According to the NAR message to its real estate member base, those “temptations” include:
1. Standing in the way of home-retention efforts. The lender's first responsibility is to help owners who want to stay in their home do so. If the lender approaches them with a good-faith effort to modify their mortgage, let them out of the agreement.
2. Embellishing the hardship letter. Real estte agents are supposed to help clients be as accurate as possible when they describe their degree of hardship to their lender. Helping to prepare a letter and other documents that aim to mislead or obfuscate is never justified.
3. Shopping the buyer’s offer. Short sale transactions require too much of a commitment on the buyer’s part to try to get a better deal for your sellers at the last minute. If a buyer has made a good-faith effort to offer market value, don’t seek higher offers.

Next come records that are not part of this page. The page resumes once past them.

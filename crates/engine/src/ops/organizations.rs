use chrono::Utc;
use sea_orm::{
    ActiveValue, DatabaseTransaction, QueryFilter, QueryOrder, TransactionTrait, prelude::*,
};
use uuid::Uuid;

use crate::{
    Cooperative, EngineError, ParentOrganization, ResultEngine, Role, commands::CreateCooperativeCmd,
    cooperatives, leaders, parent_organizations, users,
    util::{display_name, optional_text},
};

use super::{Engine, with_tx};

impl Engine {
    /// Check that `user_id` exists and holds `role`.
    async fn require_account(
        &self,
        db: &DatabaseTransaction,
        user_id: Uuid,
        role: Role,
    ) -> ResultEngine<()> {
        let user = self.require_user(db, user_id).await?;
        if user.role != role {
            return Err(EngineError::InvalidRole(format!(
                "account must have role {role}, found {}",
                user.role
            )));
        }
        Ok(())
    }

    async fn set_user_cooperative(
        &self,
        db: &DatabaseTransaction,
        user_id: Uuid,
        cooperative_id: Uuid,
    ) -> ResultEngine<()> {
        users::ActiveModel {
            id: ActiveValue::Unchanged(user_id),
            cooperative_id: ActiveValue::Set(Some(cooperative_id)),
            ..Default::default()
        }
        .update(db)
        .await?;
        Ok(())
    }

    pub async fn create_parent_organization(
        &self,
        name: &str,
        account_user_id: Option<Uuid>,
    ) -> ResultEngine<ParentOrganization> {
        let org = ParentOrganization {
            id: Uuid::new_v4(),
            name: display_name(name, "parent organization name")?,
            user_id: account_user_id,
            created_at: Utc::now(),
        };
        with_tx!(self, |db_tx| {
            if let Some(user_id) = account_user_id {
                self.require_account(&db_tx, user_id, Role::ParentOrganization)
                    .await?;
            }
            let model: parent_organizations::ActiveModel = (&org).into();
            model.insert(&db_tx).await.map_err(EngineError::from_insert)?;
            Ok(org)
        })
    }

    /// Create a cooperative. The account user, when given, is attached to it
    /// so its own registration fee lands in the cooperative's scope.
    pub async fn create_cooperative(&self, cmd: CreateCooperativeCmd) -> ResultEngine<Cooperative> {
        let coop = Cooperative {
            id: Uuid::new_v4(),
            name: display_name(&cmd.name, "cooperative name")?,
            registration_number: optional_text(cmd.registration_number.as_deref()),
            parent_organization_id: cmd.parent_organization_id,
            user_id: cmd.account_user_id,
            created_at: Utc::now(),
        };
        with_tx!(self, |db_tx| {
            if let Some(parent_id) = coop.parent_organization_id
                && parent_organizations::Entity::find_by_id(parent_id)
                    .one(&db_tx)
                    .await?
                    .is_none()
            {
                return Err(EngineError::KeyNotFound(
                    "parent organization not exists".to_string(),
                ));
            }
            if let Some(user_id) = coop.user_id {
                self.require_account(&db_tx, user_id, Role::Cooperative)
                    .await?;
            }

            let model: cooperatives::ActiveModel = (&coop).into();
            model.insert(&db_tx).await.map_err(EngineError::from_insert)?;
            if let Some(user_id) = coop.user_id {
                self.set_user_cooperative(&db_tx, user_id, coop.id).await?;
            }
            tracing::info!(cooperative_id = %coop.id, name = %coop.name, "cooperative created");
            Ok(coop)
        })
    }

    /// Attach a `LEADER` account to a cooperative, replacing any previous
    /// assignment.
    pub async fn assign_leader(&self, user_id: Uuid, cooperative_id: Uuid) -> ResultEngine<()> {
        with_tx!(self, |db_tx| {
            self.require_account(&db_tx, user_id, Role::Leader).await?;
            if cooperatives::Entity::find_by_id(cooperative_id)
                .one(&db_tx)
                .await?
                .is_none()
            {
                return Err(EngineError::KeyNotFound("cooperative not exists".to_string()));
            }

            leaders::Entity::delete_many()
                .filter(leaders::Column::UserId.eq(user_id))
                .exec(&db_tx)
                .await?;
            leaders::ActiveModel {
                id: ActiveValue::Set(Uuid::new_v4()),
                user_id: ActiveValue::Set(user_id),
                cooperative_id: ActiveValue::Set(cooperative_id),
                created_at: ActiveValue::Set(Utc::now()),
            }
            .insert(&db_tx)
            .await?;
            self.set_user_cooperative(&db_tx, user_id, cooperative_id)
                .await?;
            Ok(())
        })
    }

    pub async fn cooperative(&self, cooperative_id: Uuid) -> ResultEngine<Cooperative> {
        with_tx!(self, |db_tx| {
            cooperatives::Entity::find_by_id(cooperative_id)
                .one(&db_tx)
                .await?
                .map(Cooperative::from)
                .ok_or_else(|| EngineError::KeyNotFound("cooperative not exists".to_string()))
        })
    }

    pub async fn list_cooperatives(
        &self,
        parent_organization_id: Option<Uuid>,
    ) -> ResultEngine<Vec<Cooperative>> {
        with_tx!(self, |db_tx| {
            let mut query = cooperatives::Entity::find();
            if let Some(parent_id) = parent_organization_id {
                query = query.filter(cooperatives::Column::ParentOrganizationId.eq(parent_id));
            }
            let models = query
                .order_by_asc(cooperatives::Column::Name)
                .all(&db_tx)
                .await?;
            Ok(models.into_iter().map(Cooperative::from).collect())
        })
    }
}
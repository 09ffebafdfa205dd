use std::sync::Arc;

use chrono::Duration;
use migration::{Migrator, MigratorTrait};
use server::{HttpGateway, ServerState, TokenSigner};
use settings::Database;

mod settings;

#[tokio::main]
async fn main() -> Result<(), Box<dyn std::error::Error + Send + Sync>> {
    let settings = settings::Settings::new()?;

    tracing_subscriber::fmt()
        .with_env_filter(format!(
            "coophub={level},server={level},engine={level},tower_http={level}",
            level = settings.app.level
        ))
        .init();

    let db = parse_database(&settings.server.database).await?;
    let engine = engine::Engine::builder().database(db).build().await?;
    let tokens = TokenSigner::new(settings.server.token_secret.as_bytes())?;

    let mut state = ServerState::new(engine, tokens);
    if let Some(hours) = settings.server.session_ttl_hours {
        state = state.session_ttl(Duration::hours(hours));
    }
    match settings.payments {
        Some(payments) => {
            tracing::info!(provider = ?payments.provider, "payment verification enabled");
            state = state.gateway(Arc::new(HttpGateway::new(
                payments.provider,
                payments.base_url,
                payments.secret_key,
            )));
        }
        None => tracing::warn!("no payments section, payment verification is disabled"),
    }

    let bind = settings
        .server
        .bind
        .unwrap_or_else(|| "127.0.0.1".to_string());
    let addr = format!("{}:{}", bind, settings.server.port);
    let listener = tokio::net::TcpListener::bind(&addr).await?;
    server::run_with_listener(state, listener).await?;

    Ok(())
}

async fn parse_database(
    config: &Database,
) -> Result<sea_orm::DatabaseConnection, Box<dyn std::error::Error + Send + Sync>> {
    let url = match config {
        Database::Memory => String::from("sqlite::memory:"),
        Database::Sqlite(path) => format!("sqlite:{}?mode=rwc", path),
        Database::Url(url) => url.clone(),
    };

    let database = sea_orm::Database::connect(url).await?;
    Migrator::up(&database, None).await?;
    Ok(database)
}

4. Selling to a flipper. Unless the investor in a flip is prepared to add substantial value by fixing up a property, don’t participate in a flip. Short sale flips benefit only the investor, who’s clipping off money that could go to an already bleeding lender.
5. Shifting funds off the HUD-1. If a junior lien holder or other party to the transaction asks for payment, undisclosed on the HUD-1 statement, as a condition of approving a short sale, say no. That can constitute mortgage fraud.
6. Manipulating the BPO. It’s appropriate to control access to the information that goes into your broker price opinion but not so you can get a house on the market for less than it’s really worth.
The takeaway? The NAR seems to be saying that despite several possible shortcuts to a sale, the real estate agent’s mission is to secure the best deal for its clients. Whether a short sale represents the best deal is an open-ended question.
A giveaway appears elsewhere on the NAR Web site. There, the association takes great pains to steer agents away from short sales, citing the complexities and the potential barriers involved. This from the Web site:
"Limited experience - Many realtors are new to the short sales process; a difficulty which is compounded by many lenders' lack of sufficient and experienced staff to process short sales. Even if the realtors are experienced, most servicers are under-staffed and still not adequately trained, making negotiating a short sale particularly difficult."
And this . . .
"Our members have reported difficulties with: unresponsive lenders; lost documents that require multiple submissions, inaccurate or unrealistic home value assessments, and long processing delays, which cause buyers to walk away.”
If that’s the takeaway for real estate professionals, then it’s definitely food for thought for homeowners — and homebuyers — as well.
Call them an evil necessity or call them a last resort. Either way, short sales may be more trouble than they’re worth — and that sentiment comes from the leading real estate association in the country.